◆ Problem requirements: From the records below, determine the number of lines containing "tests". Output that number alone.

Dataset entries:
== Segment start ==

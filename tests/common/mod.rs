use quick_chat_lib::libs::message::MessageIdGenerator;
use quick_chat_lib::libs::persistence::MemorySink;
use quick_chat_lib::Directory;

/// Deterministic stand-in for the random id source: "0000000001",
/// "0000000002", ... so hashes and serialized output are predictable.
pub struct SequentialIdGenerator {
    next: u32,
}

impl SequentialIdGenerator {
    pub fn new() -> Self {
        Self { next: 1 }
    }
}

impl MessageIdGenerator for SequentialIdGenerator {
    fn next_id(&mut self) -> String {
        let id = format!("{:010}", self.next);
        self.next += 1;
        id
    }
}

/// Directory wired to a shared in-memory sink so tests can observe every
/// persisted line.
pub fn directory_with_sink() -> (Directory, MemorySink) {
    let sink = MemorySink::new();
    let directory = Directory::with_id_generator(
        Box::new(sink.clone()),
        Box::new(SequentialIdGenerator::new()),
    );
    (directory, sink)
}

pub fn register_alice(directory: &mut Directory) {
    directory
        .register(
            "ali_a".to_string(),
            "Pass123!".to_string(),
            "Alice".to_string(),
            "Smith".to_string(),
            "+27821112222".to_string(),
        )
        .expect("Alice should register");
}

pub fn register_bob(directory: &mut Directory) {
    directory
        .register(
            "bob_1".to_string(),
            "Secur3#Pass".to_string(),
            "Bob".to_string(),
            "Jones".to_string(),
            "+27831234567".to_string(),
        )
        .expect("Bob should register");
}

== Segment end ==

◆ Answer box: 2